Mostly I worry that it my own insecurities/defensiveness that makes me read innocent comments as negative. When people ask about the possibility of us having baby number 2, I always feel as though they are surprised when we say we do want more children or I feel the question is worded as “So do you think you’ll have any more children?” and the end of the sentence (that is unspoken) is “…after what you’ve been through with this one?”. Yes, I’m reading into this too much!

One of the strangest places to encounter negativity (which was really just someone being honest, but made me uncomfortable), surprisingly came from another DS mama. I was at our pre-school DS group when Audrey was probably only around 5 months old and I was keen to meet a lady who had chosen a nursery near us for her little boy with DS and I wanted to know what the nursery was like etc.

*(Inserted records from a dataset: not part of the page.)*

//! JSON API over the import pipeline and recap service.

use std::sync::Arc;

use axum::{
    extract::{Path, State},
    http::StatusCode,
    response::{IntoResponse, Response},
    routing::{get, post},
    Json, Router,
};
use gridiron_adapters::SourceError;
use gridiron_core::WeekKey;
use gridiron_recap::{RecapConfig, RecapError, RecapService, VideoOptions};
use gridiron_sync::{connect_pool, validate_week, ImportPipeline, ImportRequest, RequestError, SyncConfig};
use serde::{Deserialize, Serialize};
use serde_json::{json, Value as JsonValue};
use tokio::net::TcpListener;
use tracing::{error, info, warn};

/// Shared handler state. Both services are absent when no database is
/// reachable; endpoints that need them answer 503.
#[derive(Clone, Default)]
pub struct AppState {
    pub pipeline: Option<Arc<ImportPipeline>>,
    pub recaps: Option<Arc<RecapService>>,
}

impl AppState {
    pub fn new(pipeline: Option<Arc<ImportPipeline>>, recaps: Option<Arc<RecapService>>) -> Self {
        Self { pipeline, recaps }
    }

    fn pipeline(&self) -> Result<&ImportPipeline, ApiError> {
        self.pipeline.as_deref().ok_or(ApiError::Unavailable)
    }

    fn recaps(&self) -> Result<&RecapService, ApiError> {
        self.recaps.as_deref().ok_or(ApiError::Unavailable)
    }
}

#[derive(Debug)]
pub enum ApiError {
    BadRequest(String),
    NotFound(String),
    Upstream(String),
    Unavailable,
    NotConfigured(String),
    Internal(anyhow::Error),
}

impl ApiError {
    fn status(&self) -> StatusCode {
        match self {
            ApiError::BadRequest(_) => StatusCode::BAD_REQUEST,
            ApiError::NotFound(_) => StatusCode::NOT_FOUND,
            ApiError::Upstream(_) => StatusCode::BAD_GATEWAY,
            ApiError::Unavailable | ApiError::NotConfigured(_) => StatusCode::SERVICE_UNAVAILABLE,
            ApiError::Internal(_) => StatusCode::INTERNAL_SERVER_ERROR,
        }
    }

    fn message(&self) -> String {
        match self {
            ApiError::BadRequest(msg) | ApiError::NotFound(msg) | ApiError::Upstream(msg) | ApiError::NotConfigured(msg) => {
                msg.clone()
            }
            ApiError::Unavailable => "database is not configured".to_string(),
            ApiError::Internal(err) => format!("{err:#}"),
        }
    }
}

impl IntoResponse for ApiError {
    fn into_response(self) -> Response {
        let status = self.status();
        let message = self.message();
        if status.is_server_error() {
            error!(status = status.as_u16(), error = %message, "request failed");
        }
        (status, Json(json!({"success": false, "error": message}))).into_response()
    }
}

impl From<RequestError> for ApiError {
    fn from(err: RequestError) -> Self {
        ApiError::BadRequest(err.to_string())
    }
}

/// Classify by the first typed error in the chain: bad input is 400,
/// upstream source failures 502, everything else 500.
impl From<anyhow::Error> for ApiError {
    fn from(err: anyhow::Error) -> Self {
        if let Some(request) = err.chain().find_map(|e| e.downcast_ref::<RequestError>()) {
            return ApiError::BadRequest(request.to_string());
        }
        if err
            .chain()
            .filter_map(|e| e.downcast_ref::<SourceError>())
            .any(SourceError::is_upstream)
        {
            return ApiError::Upstream(format!("{err:#}"));
        }
        ApiError::Internal(err)
    }
}

impl From<RecapError> for ApiError {
    fn from(err: RecapError) -> Self {
        match err {
            RecapError::NotConfigured(_) => ApiError::NotConfigured(err.to_string()),
            RecapError::MissingRecap(_) => ApiError::NotFound(err.to_string()),
            RecapError::TextGen(_) | RecapError::Video(_) => ApiError::Upstream(err.to_string()),
            RecapError::Other(inner) => inner.into(),
        }
    }
}

impl From<SourceError> for ApiError {
    fn from(err: SourceError) -> Self {
        if err.is_upstream() {
            ApiError::Upstream(err.to_string())
        } else {
            ApiError::Internal(err.into())
        }
    }
}

type ApiResult = Result<Json<JsonValue>, ApiError>;

fn ok<T: Serialize>(data: T) -> ApiResult {
    Ok(Json(json!({"success": true, "data": data})))
}

fn week_key(season_year: i32, week: i32) -> Result<WeekKey, ApiError> {
    validate_week(season_year, week)?;
    Ok(WeekKey::new(season_year, week))
}

pub fn app(state: AppState) -> Router {
    Router::new()
        .route("/health", get(health_handler))
        .route("/api/admin/import", post(import_handler))
        .route("/api/admin/promote", post(promote_handler))
        .route("/api/standings/{season}/{week}", get(standings_handler))
        .route("/api/snapshots/{season}/{week}", get(snapshot_handler))
        .route("/api/recaps/{season}/{week}", post(recap_handler))
        .route("/api/recaps/{season}/{week}/video", post(video_handler))
        .route("/api/video/avatars", get(avatars_handler))
        .route("/api/video/voices", get(voices_handler))
        .route("/api/players/{id}", get(player_handler))
        .with_state(Arc::new(state))
}

/// Connect to the configured database if possible and build both services
/// over it. A missing database is logged, not fatal.
pub async fn state_from_env() -> anyhow::Result<AppState> {
    let config = SyncConfig::load()?;
    let pool = match connect_pool(&config.database_url).await {
        Ok(pool) => pool,
        Err(err) => {
            warn!(error = %format!("{err:#}"), "database unavailable; data endpoints will answer 503");
            return Ok(AppState::default());
        }
    };
    let recaps = RecapService::postgres(pool.clone(), &RecapConfig::from_env())?;
    let pipeline = ImportPipeline::postgres(config, pool)?;
    Ok(AppState::new(Some(Arc::new(pipeline)), Some(Arc::new(recaps))))
}

pub async fn serve_from_env() -> anyhow::Result<()> {
    let port: u16 = std::env::var("GRIDIRON_WEB_PORT")
        .ok()
        .and_then(|v| v.parse().ok())
        .unwrap_or(8000);
    let state = state_from_env().await?;
    serve(state, port).await
}

/// Serve until ctrl-c; background video polls are cancelled on the way out.
pub async fn serve(state: AppState, port: u16) -> anyhow::Result<()> {
    let video_shutdown = state.recaps.as_ref().and_then(|r| r.shutdown_token());
    let scheduler = match &state.pipeline {
        Some(pipeline) => pipeline.maybe_build_scheduler().await?,
        None => None,
    };
    if let Some(sched) = &scheduler {
        sched.start().await?;
        info!("import scheduler started");
    }

    let listener = TcpListener::bind(("0.0.0.0", port)).await?;
    info!(port, "listening");
    axum::serve(listener, app(state))
        .with_graceful_shutdown(async {
            if let Err(err) = tokio::signal::ctrl_c().await {
                warn!(%err, "failed to listen for ctrl-c");
            }
        })
        .await?;

    if let Some(token) = video_shutdown {
        token.cancel();
    }
    if let Some(mut sched) = scheduler {
        sched.shutdown().await?;
    }
    Ok(())
}

async fn health_handler(State(state): State<Arc<AppState>>) -> Json<JsonValue> {
    Json(json!({
        "status": "ok",
        "database": state.pipeline.is_some(),
    }))
}

async fn import_handler(State(state): State<Arc<AppState>>, Json(request): Json<ImportRequest>) -> ApiResult {
    validate_week(request.season_year, request.week)?;
    let summary = state.pipeline()?.run(request).await?;
    let processed = summary.promoted.processed();
    ok(json!({"run": summary, "processed": processed}))
}

#[derive(Debug, Deserialize)]
struct PromoteRequest {
    season_year: i32,
    week: i32,
    #[serde(default)]
    league_id: Option<String>,
}

async fn promote_handler(State(state): State<Arc<AppState>>, Json(request): Json<PromoteRequest>) -> ApiResult {
    validate_week(request.season_year, request.week)?;
    let counts = state
        .pipeline()?
        .promote(request.league_id.as_deref(), request.season_year, request.week).await?;
    ok(json!({"promoted": counts, "processed": counts.processed()}))
}

async fn standings_handler(State(state): State<Arc<AppState>>, Path((season, week)): Path<(i32, i32)>) -> ApiResult {
    let target = week_key(season, week)?;
    let snapshot = state.recaps()?.snapshot(target).await?;
    ok(snapshot.standings)
}

async fn snapshot_handler(State(state): State<Arc<AppState>>, Path((season, week)): Path<(i32, i32)>) -> ApiResult {
    let target = week_key(season, week)?;
    ok(state.recaps()?.snapshot(target).await?)
}

async fn recap_handler(State(state): State<Arc<AppState>>, Path((season, week)): Path<(i32, i32)>) -> ApiResult {
    let target = week_key(season, week)?;
    ok(state.recaps()?.generate_recap(target).await?)
}

async fn video_handler(
    State(state): State<Arc<AppState>>,
    Path((season, week)): Path<(i32, i32)>,
    Json(options): Json<VideoOptions>,
) -> Result<Response, ApiError> {
    let target = week_key(season, week)?;
    let started = state.recaps()?.start_video(target, options).await?;
    Ok((StatusCode::ACCEPTED, Json(json!({"success": true, "data": started}))).into_response())
}

async fn avatars_handler(State(state): State<Arc<AppState>>) -> ApiResult {
    ok(state.recaps()?.avatars().await?)
}

async fn voices_handler(State(state): State<Arc<AppState>>) -> ApiResult {
    ok(state.recaps()?.voices().await?)
}

async fn player_handler(State(state): State<Arc<AppState>>, Path(id): Path<String>) -> ApiResult {
    let directory = state.pipeline()?.directory();
    match directory.get(&id).await? {
        Some(player) => ok(player),
        None => Err(ApiError::NotFound(format!("player {id} not found"))),
    }
}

She came to the group with her new baby boy (without DS) as her oldest was at nursery that day.

She told me I was lucky Audrey kept her tongue in her mouth (things have changed a bit since then!), because the tongue hanging out “did not look good”. And then she told me how they had the amniocentesis for their second child as they “definitely didn’t want another child with DS”. Hmmm, I think I said nothing at that point. I asked about the nursery and she said they picked it because they had lived on the same street… so that wasn’t the glowing reference for the place I was hoping for. I haven’t actually seen her since, but it was certainly interesting meeting someone who felt that having a child with DS meant they had to take screening that bit further to ensure they didn’t have another. Ted and I have said that if we are lucky enough to have another baby, it’s probably not worth bothering with the screening as what difference would it make? We wouldn’t abort and although a bit of warning might help us prepare, we had no warning with Audrey and that turned out fine! Ha, well, better than fine – awesome!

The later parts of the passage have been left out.